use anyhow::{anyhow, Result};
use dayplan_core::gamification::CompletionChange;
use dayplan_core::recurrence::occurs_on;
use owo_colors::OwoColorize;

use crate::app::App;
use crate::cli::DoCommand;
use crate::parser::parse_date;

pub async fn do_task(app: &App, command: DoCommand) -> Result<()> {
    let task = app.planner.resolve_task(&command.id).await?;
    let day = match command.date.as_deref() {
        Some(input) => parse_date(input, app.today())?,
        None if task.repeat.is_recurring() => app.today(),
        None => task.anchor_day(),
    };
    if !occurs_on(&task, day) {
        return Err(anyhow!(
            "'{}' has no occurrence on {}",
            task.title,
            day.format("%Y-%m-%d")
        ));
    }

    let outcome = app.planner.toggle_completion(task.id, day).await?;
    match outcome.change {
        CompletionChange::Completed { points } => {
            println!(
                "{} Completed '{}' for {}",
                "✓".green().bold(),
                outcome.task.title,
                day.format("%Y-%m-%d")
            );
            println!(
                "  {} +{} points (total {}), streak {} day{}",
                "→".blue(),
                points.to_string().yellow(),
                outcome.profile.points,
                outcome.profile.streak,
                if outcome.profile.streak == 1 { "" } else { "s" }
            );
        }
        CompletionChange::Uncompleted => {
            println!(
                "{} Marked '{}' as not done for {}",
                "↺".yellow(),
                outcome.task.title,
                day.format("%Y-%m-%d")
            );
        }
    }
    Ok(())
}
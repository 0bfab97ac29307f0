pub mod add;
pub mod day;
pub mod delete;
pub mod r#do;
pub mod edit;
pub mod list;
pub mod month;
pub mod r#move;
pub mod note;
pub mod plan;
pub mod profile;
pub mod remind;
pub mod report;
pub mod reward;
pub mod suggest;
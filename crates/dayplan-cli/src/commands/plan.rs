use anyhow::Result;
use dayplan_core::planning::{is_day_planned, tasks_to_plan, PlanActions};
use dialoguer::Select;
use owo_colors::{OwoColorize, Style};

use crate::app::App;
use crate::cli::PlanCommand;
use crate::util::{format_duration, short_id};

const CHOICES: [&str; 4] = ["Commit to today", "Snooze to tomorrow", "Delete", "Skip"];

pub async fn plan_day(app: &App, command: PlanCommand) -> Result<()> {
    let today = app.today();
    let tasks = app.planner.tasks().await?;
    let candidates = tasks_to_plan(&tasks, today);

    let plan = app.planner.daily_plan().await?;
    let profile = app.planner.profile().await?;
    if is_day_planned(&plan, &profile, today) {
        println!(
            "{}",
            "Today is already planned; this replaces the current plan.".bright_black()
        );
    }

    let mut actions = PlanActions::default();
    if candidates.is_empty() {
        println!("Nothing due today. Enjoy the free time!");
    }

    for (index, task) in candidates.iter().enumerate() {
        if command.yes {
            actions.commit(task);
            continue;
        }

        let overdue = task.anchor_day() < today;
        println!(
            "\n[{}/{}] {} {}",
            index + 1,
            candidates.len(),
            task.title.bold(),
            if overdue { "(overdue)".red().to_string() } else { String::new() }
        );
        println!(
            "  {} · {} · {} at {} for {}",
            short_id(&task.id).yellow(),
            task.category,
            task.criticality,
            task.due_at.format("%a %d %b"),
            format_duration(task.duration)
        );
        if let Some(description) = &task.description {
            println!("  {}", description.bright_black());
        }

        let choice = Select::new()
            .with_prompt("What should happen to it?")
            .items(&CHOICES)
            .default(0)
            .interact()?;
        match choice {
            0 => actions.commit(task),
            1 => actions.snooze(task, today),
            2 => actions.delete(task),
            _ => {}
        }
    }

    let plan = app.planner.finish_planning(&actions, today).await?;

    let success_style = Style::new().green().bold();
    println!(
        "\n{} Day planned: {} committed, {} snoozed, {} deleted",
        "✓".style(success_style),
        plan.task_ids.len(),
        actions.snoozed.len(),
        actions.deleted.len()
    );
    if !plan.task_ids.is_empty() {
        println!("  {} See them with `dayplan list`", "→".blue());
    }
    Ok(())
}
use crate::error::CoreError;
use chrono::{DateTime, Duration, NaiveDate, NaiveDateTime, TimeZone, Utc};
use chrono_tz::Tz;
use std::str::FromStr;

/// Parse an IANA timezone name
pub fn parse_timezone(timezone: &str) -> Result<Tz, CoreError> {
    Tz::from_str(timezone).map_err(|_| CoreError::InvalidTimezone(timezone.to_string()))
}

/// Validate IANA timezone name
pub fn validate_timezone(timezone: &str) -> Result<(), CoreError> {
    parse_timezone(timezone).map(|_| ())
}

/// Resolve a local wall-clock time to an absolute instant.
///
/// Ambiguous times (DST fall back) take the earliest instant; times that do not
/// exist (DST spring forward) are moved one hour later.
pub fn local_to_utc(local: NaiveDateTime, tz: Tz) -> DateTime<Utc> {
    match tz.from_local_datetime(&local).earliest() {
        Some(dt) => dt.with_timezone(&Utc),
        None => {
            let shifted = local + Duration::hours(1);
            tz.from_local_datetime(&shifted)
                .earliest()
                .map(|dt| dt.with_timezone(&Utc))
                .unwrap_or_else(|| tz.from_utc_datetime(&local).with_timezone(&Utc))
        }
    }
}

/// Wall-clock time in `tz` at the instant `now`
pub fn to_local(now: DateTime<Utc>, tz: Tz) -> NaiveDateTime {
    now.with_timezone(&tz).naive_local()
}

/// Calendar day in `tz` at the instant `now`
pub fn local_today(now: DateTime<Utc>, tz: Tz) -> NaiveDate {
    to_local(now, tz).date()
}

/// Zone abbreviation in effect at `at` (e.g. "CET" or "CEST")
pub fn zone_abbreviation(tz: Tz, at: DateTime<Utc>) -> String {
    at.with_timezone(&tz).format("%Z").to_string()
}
○ ○ ○
▶ _The task_:
Every line above that holds the string "bold" counts once. State how many such lines there are, as a number alone.

▶ _Written response_:
3